- _What needs to be done_
Transcribe the records word for word, beginning with the first line and ending with the line that contains "use crate::prompts::supervisor_system_prompt;"; include nothing else.

- _Data supplied_
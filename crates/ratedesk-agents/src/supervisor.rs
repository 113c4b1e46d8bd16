use std::sync::Arc;

use ratedesk_models::message::{Conversation, Message};
use ratedesk_models::routing::{Command, Route, WorkerId};
use tracing::info;

use crate::error::AgentError;
use crate::llm::ChatModel;
use crate::parser::parse_routing_decision;
use crate::prompts::supervisor_system_prompt;

/// Chooses the next actor for the conversation.
pub struct SupervisorRouter {
    model: Arc<dyn ChatModel>,
    system_prompt: String,
}

impl SupervisorRouter {
    pub fn new(model: Arc<dyn ChatModel>) -> Self {
        Self::with_workers(model, &WorkerId::ALL)
    }

    pub fn with_workers(model: Arc<dyn ChatModel>, workers: &[WorkerId]) -> Self {
        Self {
            model,
            system_prompt: supervisor_system_prompt(workers),
        }
    }

    pub fn system_prompt(&self) -> &str {
        &self.system_prompt
    }

    /// Ask the model for a routing decision over the full conversation.
    pub async fn decide(&self, state: &Conversation) -> Result<Route, AgentError> {
        info!(message = ?Message::system(self.system_prompt.as_str()), "Message");
        for message in state {
            info!(?message, "Message");
        }

        let raw = self
            .model
            .complete(&self.system_prompt, state.messages())
            .await?;
        let route = parse_routing_decision(&raw)?;

        info!(model = self.model.model_name(), next = %route, "Supervisor routed");
        Ok(route)
    }

    pub async fn run(&self, state: &Conversation) -> Result<Command, AgentError> {
        let route = self.decide(state).await?;
        Ok(Command::goto(route.goto()))
    }
}
use serde::{Deserialize, Serialize};
use uuid::Uuid;

/// Who produced a message.
#[derive(Debug, Clone, Copy, Serialize, Deserialize, PartialEq, Eq)]
#[serde(rename_all = "lowercase")]
pub enum Role {
    System,
    User,
    Assistant,
    Tool,
}

impl Role {
    pub fn as_str(&self) -> &'static str {
        match self {
            Role::System => "system",
            Role::User => "user",
            Role::Assistant => "assistant",
            Role::Tool => "tool",
        }
    }
}

/// A tool invocation requested by a model turn.
#[derive(Debug, Clone, Serialize, Deserialize, PartialEq, Eq)]
pub struct ToolCall {
    pub id: String,
    pub name: String,
}

impl ToolCall {
    pub fn new(name: impl Into<String>) -> Self {
        Self {
            id: Uuid::new_v4().to_string(),
            name: name.into(),
        }
    }
}

/// One entry of a conversation.
#[derive(Debug, Clone, Serialize, Deserialize, PartialEq)]
pub struct Message {
    pub role: Role,
    /// Author tag. Handoff messages carry the worker agent's name here.
    #[serde(default, skip_serializing_if = "Option::is_none")]
    pub name: Option<String>,
    #[serde(default, skip_serializing_if = "Option::is_none")]
    pub content: Option<String>,
    #[serde(default, skip_serializing_if = "Vec::is_empty")]
    pub tool_calls: Vec<ToolCall>,
    /// Set on tool results; matches the `ToolCall::id` being answered.
    #[serde(default, skip_serializing_if = "Option::is_none")]
    pub tool_call_id: Option<String>,
}

impl Message {
    fn with_content(role: Role, content: impl Into<String>) -> Self {
        Self {
            role,
            name: None,
            content: Some(content.into()),
            tool_calls: Vec::new(),
            tool_call_id: None,
        }
    }

    pub fn system(content: impl Into<String>) -> Self {
        Self::with_content(Role::System, content)
    }

    pub fn user(content: impl Into<String>) -> Self {
        Self::with_content(Role::User, content)
    }

    pub fn assistant(content: impl Into<String>) -> Self {
        Self::with_content(Role::Assistant, content)
    }

    /// An assistant turn that asks for a tool instead of answering.
    pub fn tool_request(call: ToolCall) -> Self {
        Self {
            role: Role::Assistant,
            name: None,
            content: None,
            tool_calls: vec![call],
            tool_call_id: None,
        }
    }

    pub fn tool_result(call: &ToolCall, content: impl Into<String>) -> Self {
        Self {
            role: Role::Tool,
            name: Some(call.name.clone()),
            content: Some(content.into()),
            tool_calls: Vec::new(),
            tool_call_id: Some(call.id.clone()),
        }
    }

    /// A user-role message attributed to a worker agent.
    pub fn from_agent(agent: impl Into<String>, content: impl Into<String>) -> Self {
        Self {
            name: Some(agent.into()),
            ..Self::user(content)
        }
    }

    /// The name tag if present, otherwise the role label.
    pub fn author(&self) -> &str {
        self.name.as_deref().unwrap_or(self.role.as_str())
    }

    /// Content with surrounding whitespace removed, `None` when blank.
    pub fn text(&self) -> Option<&str> {
        self.content
            .as_deref()
            .map(str::trim)
            .filter(|s| !s.is_empty())
    }
}

/// Append-only, insertion-ordered message log shared by every graph node.
#[derive(Debug, Clone, Default, Serialize, Deserialize, PartialEq)]
#[serde(transparent)]
pub struct Conversation {
    messages: Vec<Message>,
}

impl Conversation {
    pub fn new() -> Self {
        Self::default()
    }

    pub fn from_user(text: impl Into<String>) -> Self {
        Self {
            messages: vec![Message::user(text)],
        }
    }

    pub fn push(&mut self, message: Message) {
        self.messages.push(message);
    }

    pub fn extend(&mut self, messages: impl IntoIterator<Item = Message>) {
        self.messages.extend(messages);
    }

    pub fn messages(&self) -> &[Message] {
        &self.messages
    }

    pub fn last(&self) -> Option<&Message> {
        self.messages.last()
    }

    pub fn len(&self) -> usize {
        self.messages.len()
    }

    pub fn is_empty(&self) -> bool {
        self.messages.is_empty()
    }

    /// Messages appended after the conversation had `len` entries.
    pub fn since(&self, len: usize) -> &[Message] {
        self.messages.get(len..).unwrap_or(&[])
    }

    pub fn iter(&self) -> std::slice::Iter<'_, Message> {
        self.messages.iter()
    }
}

impl From<Vec<Message>> for Conversation {
    fn from(messages: Vec<Message>) -> Self {
        Self { messages }
    }
}

impl<'a> IntoIterator for &'a Conversation {
    type Item = &'a Message;
    type IntoIter = std::slice::Iter<'a, Message>;

    fn into_iter(self) -> Self::IntoIter {
        self.messages.iter()
    }
}
use snooscope_core::{ConfigError, CoreError, ErrorExt, FetchError};

#[test]
fn test_error_codes() {
    let blocked = CoreError::Fetch(FetchError::AccessBlocked);
    assert_eq!(blocked.error_code(), "ACCESS_BLOCKED");

    let failed = CoreError::Fetch(FetchError::FetchFailed { status: 500 });
    assert_eq!(failed.error_code(), "FETCH_FAILED");

    let not_found = CoreError::Fetch(FetchError::NotFound {
        username: "spez".to_string(),
    });
    assert_eq!(not_found.error_code(), "NOT_FOUND");

    let config = CoreError::Config(ConfigError::InvalidValue {
        field: "page_limit".to_string(),
        value: "0".to_string(),
    });
    assert_eq!(config.error_code(), "CONFIG");

    let input = CoreError::InvalidInput {
        message: "Please enter a username.".to_string(),
    };
    assert_eq!(input.error_code(), "INVALID_INPUT");
}

#[test]
fn test_blocked_and_not_found_stay_distinct() {
    // The dashboard surfaces blocked and missing users as separate
    // notices, so the codes and messages must differ.
    let blocked = CoreError::Fetch(FetchError::AccessBlocked);
    let not_found = CoreError::Fetch(FetchError::NotFound {
        username: "ghost".to_string(),
    });

    assert_ne!(blocked.error_code(), not_found.error_code());
    assert_ne!(
        blocked.user_friendly_message(),
        not_found.user_friendly_message()
    );
}

#[test]
fn test_user_friendly_messages() {
    let blocked = CoreError::Fetch(FetchError::AccessBlocked);
    assert!(blocked.user_friendly_message().contains("blocking"));

    let failed = CoreError::Fetch(FetchError::FetchFailed { status: 502 });
    assert!(failed.user_friendly_message().contains("502"));

    let input = CoreError::InvalidInput {
        message: "Please enter a username.".to_string(),
    };
    assert_eq!(input.user_friendly_message(), "Please enter a username.");
}

#[test]
fn test_fetch_error_display() {
    let failed = FetchError::FetchFailed { status: 429 };
    assert_eq!(failed.to_string(), "Request failed with status 429");

    let not_found = FetchError::NotFound {
        username: "spez".to_string(),
    };
    assert_eq!(not_found.to_string(), "No comment data found for u/spez");
}

#[test]
fn test_fetch_error_conversion() {
    let core: CoreError = FetchError::Timeout.into();
    assert!(matches!(core, CoreError::Fetch(FetchError::Timeout)));
    assert_eq!(core.error_code(), "TIMEOUT");
}
use crate::word_cloud::top_words;
use crate::{ErrorNotice, Message, Tab, UserReport};
use chrono::{DateTime, Utc};
use comment_stats::AnalysisResult;
use iced::widget::{button, container, progress_bar, row, scrollable, text, text_input, Column};
use iced::{theme, Alignment, Color, Element, Length, Theme};
use snooscope_core::Comment;

pub fn app_view<'a>(
    username: &'a str,
    loading: bool,
    report: Option<&'a UserReport>,
    error: Option<&'a ErrorNotice>,
    active_tab: Tab,
) -> Element<'a, Message, Theme> {
    let header = text("Reddit User Analyzer").size(32);

    let input_row = row![
        text_input("Enter Reddit username", username)
            .on_input(Message::UsernameChanged)
            .on_submit(Message::Analyze)
            .padding(8),
        button("Analyze").on_press(Message::Analyze).padding(8),
    ]
    .spacing(10)
    .align_items(Alignment::Center);

    let mut page = Column::new().spacing(20).push(header).push(input_row);

    if loading {
        page = page.push(text("Fetching and analyzing data...").size(16));
    }

    if let Some(notice) = error {
        page = page.push(
            text(format!("[{}] {}", notice.code, notice.message))
                .size(16)
                .style(theme::Text::Color(Color::from_rgb(0.8, 0.2, 0.2))),
        );
    }

    if let Some(report) = report {
        page = page
            .push(text(format!("Analysis for u/{}", report.username)).size(24))
            .push(tab_row(active_tab))
            .push(match active_tab {
                Tab::Overview => overview_tab(report),
                Tab::Comments => comments_tab(report),
            });
    }

    container(scrollable(page))
        .width(Length::Fill)
        .height(Length::Fill)
        .padding(20)
        .into()
}

fn tab_row<'a>(active_tab: Tab) -> Element<'a, Message, Theme> {
    let tab_button = |label: &str, tab: Tab| {
        let style = if tab == active_tab {
            theme::Button::Primary
        } else {
            theme::Button::Secondary
        };
        button(text(label.to_string()))
            .on_press(Message::TabSelected(tab))
            .style(style)
            .padding(8)
    };

    row![
        tab_button("Overview", Tab::Overview),
        tab_button("Comments and Posts", Tab::Comments),
    ]
    .spacing(10)
    .into()
}

fn overview_tab<'a>(report: &'a UserReport) -> Element<'a, Message, Theme> {
    let analysis = &report.analysis;

    Column::new()
        .spacing(20)
        .push(metric_row(analysis))
        .push(section(
            "Top 10 Subreddits by Comment Count",
            count_chart(analysis),
        ))
        .push(section("Top 10 Subreddits by Karma", karma_chart(analysis)))
        .push(section("Activity by Hour of Day", hour_chart(analysis)))
        .push(section("Activity by Day of Week", day_chart(analysis)))
        .push(section("Additional Insights", insights(analysis)))
        .push(section(
            "Most Upvoted Comment",
            extremal_card(analysis.most_upvoted.as_ref()),
        ))
        .push(section(
            "Most Downvoted Comment",
            extremal_card(analysis.most_downvoted.as_ref()),
        ))
        .push(section(
            "Word Cloud of Comments",
            word_list(analysis.body_blob.as_deref()),
        ))
        .into()
}

fn comments_tab<'a>(report: &'a UserReport) -> Element<'a, Message, Theme> {
    let mut feed = Column::new()
        .spacing(10)
        .push(text("All Comments and Posts").size(20));
    for comment in &report.comments {
        feed = feed.push(comment_card(comment));
    }
    feed.into()
}

fn section<'a>(title: &str, body: Element<'a, Message, Theme>) -> Element<'a, Message, Theme> {
    Column::new()
        .spacing(8)
        .push(text(title.to_string()).size(20))
        .push(body)
        .into()
}

fn metric_row<'a>(analysis: &AnalysisResult) -> Element<'a, Message, Theme> {
    row![
        metric("Total Comments", analysis.total_comments.to_string()),
        metric(
            "Total Karma",
            analysis
                .total_karma
                .map(|karma| karma.to_string())
                .unwrap_or_else(|| "No data".to_string()),
        ),
        metric(
            "Average Karma per Comment",
            analysis
                .average_karma
                .map(|avg| format!("{avg:.2}"))
                .unwrap_or_else(|| "No data".to_string()),
        ),
    ]
    .spacing(30)
    .into()
}

fn metric<'a>(label: &str, value: String) -> Element<'a, Message, Theme> {
    container(
        Column::new()
            .spacing(5)
            .push(text(value).size(28))
            .push(text(label.to_string()).size(12)),
    )
    .padding(10)
    .into()
}

fn count_chart<'a>(analysis: &AnalysisResult) -> Element<'a, Message, Theme> {
    match &analysis.top_subreddits_by_count {
        Some(table) => bar_rows(
            table
                .iter()
                .map(|entry| {
                    (
                        format!("r/{}", entry.subreddit),
                        entry.comments as f32,
                        entry.comments.to_string(),
                    )
                })
                .collect(),
        ),
        None => no_data(),
    }
}

fn karma_chart<'a>(analysis: &AnalysisResult) -> Element<'a, Message, Theme> {
    match &analysis.top_subreddits_by_karma {
        Some(table) => bar_rows(
            table
                .iter()
                .map(|entry| {
                    (
                        format!("r/{}", entry.subreddit),
                        entry.karma as f32,
                        entry.karma.to_string(),
                    )
                })
                .collect(),
        ),
        None => no_data(),
    }
}

fn hour_chart<'a>(analysis: &AnalysisResult) -> Element<'a, Message, Theme> {
    match &analysis.activity_by_hour {
        Some(buckets) => bar_rows(
            buckets
                .iter()
                .map(|bucket| {
                    (
                        format!("{:02}:00", bucket.hour),
                        bucket.comments as f32,
                        bucket.comments.to_string(),
                    )
                })
                .collect(),
        ),
        None => no_data(),
    }
}

fn day_chart<'a>(analysis: &AnalysisResult) -> Element<'a, Message, Theme> {
    match &analysis.activity_by_day {
        Some(buckets) => bar_rows(
            buckets
                .iter()
                .map(|bucket| {
                    (
                        bucket.day_name().to_string(),
                        bucket.comments as f32,
                        bucket.comments.to_string(),
                    )
                })
                .collect(),
        ),
        None => no_data(),
    }
}

/// Horizontal bars scaled against the largest value in the group. Negative
/// karma renders as an empty bar; the numeric column still shows the sign.
fn bar_rows<'a>(rows: Vec<(String, f32, String)>) -> Element<'a, Message, Theme> {
    let max = rows
        .iter()
        .map(|(_, value, _)| *value)
        .fold(0.0f32, f32::max)
        .max(1.0);

    let mut list = Column::new().spacing(6);
    for (label, value, display) in rows {
        list = list.push(
            row![
                text(label).size(14).width(Length::Fixed(160.0)),
                progress_bar(0.0..=max, value.max(0.0)).height(Length::Fixed(14.0)),
                text(display).size(14).width(Length::Fixed(70.0)),
            ]
            .spacing(10)
            .align_items(Alignment::Center),
        );
    }
    list.into()
}

fn insights<'a>(analysis: &AnalysisResult) -> Element<'a, Message, Theme> {
    Column::new()
        .spacing(5)
        .push(insight_line(
            "Average comment length",
            analysis
                .average_body_chars
                .map(|chars| format!("{chars:.1} characters")),
        ))
        .push(insight_line(
            "First comment date",
            analysis.first_comment.map(format_date),
        ))
        .push(insight_line(
            "Last comment date",
            analysis.last_comment.map(format_date),
        ))
        .push(insight_line(
            "Comments per day",
            analysis.comments_per_day.map(|rate| format!("{rate:.2}")),
        ))
        .into()
}

fn insight_line<'a>(label: &str, value: Option<String>) -> Element<'a, Message, Theme> {
    let value = value.unwrap_or_else(|| "No data found".to_string());
    text(format!("{label}: {value}")).size(14).into()
}

fn extremal_card<'a>(comment: Option<&'a Comment>) -> Element<'a, Message, Theme> {
    match comment {
        Some(comment) => comment_card(comment),
        None => no_data(),
    }
}

fn comment_card<'a>(comment: &'a Comment) -> Element<'a, Message, Theme> {
    let mut card = Column::new()
        .spacing(5)
        .push(
            text(format!(
                "r/{}",
                comment.subreddit.as_deref().unwrap_or("unknown")
            ))
            .size(14),
        )
        .push(
            text(format!(
                "Score: {}",
                comment
                    .score
                    .map(|score| score.to_string())
                    .unwrap_or_else(|| "No data".to_string())
            ))
            .size(14),
        );

    if let Some(body) = comment.body.as_deref() {
        card = card.push(text(body.to_string()).size(14));
    }
    if let Some(link) = comment.full_permalink() {
        card = card.push(text(link).size(12));
    }

    container(card)
        .padding(10)
        .width(Length::Fill)
        .style(theme::Container::Box)
        .into()
}

fn word_list<'a>(blob: Option<&str>) -> Element<'a, Message, Theme> {
    let Some(blob) = blob else {
        return no_data();
    };

    let words = top_words(blob, 20);
    let Some(most_frequent) = words.first().map(|entry| entry.count.max(1)) else {
        return no_data();
    };

    let mut list = Column::new().spacing(4);
    for entry in words {
        let size = 13.0 + 15.0 * (entry.count as f32 / most_frequent as f32);
        list = list.push(text(format!("{} ({})", entry.word, entry.count)).size(size));
    }
    list.into()
}

fn no_data<'a>() -> Element<'a, Message, Theme> {
    text("No data found.").size(14).into()
}

fn format_date(date: DateTime<Utc>) -> String {
    date.format("%Y-%m-%d %H:%M UTC").to_string()
}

- _Answer to this task_
filename crates/ratedesk-agents/src/supervisor.rs
repository 113c4b1e46d8bd16
use std::sync::Arc;

use ratedesk_models::message::{Conversation, Message};
use ratedesk_models::routing::{Command, Route, WorkerId};
use tracing::info;

use crate::error::AgentError;
use crate::llm::ChatModel;
use crate::parser::parse_routing_decision;
use crate::prompts::supervisor_system_prompt;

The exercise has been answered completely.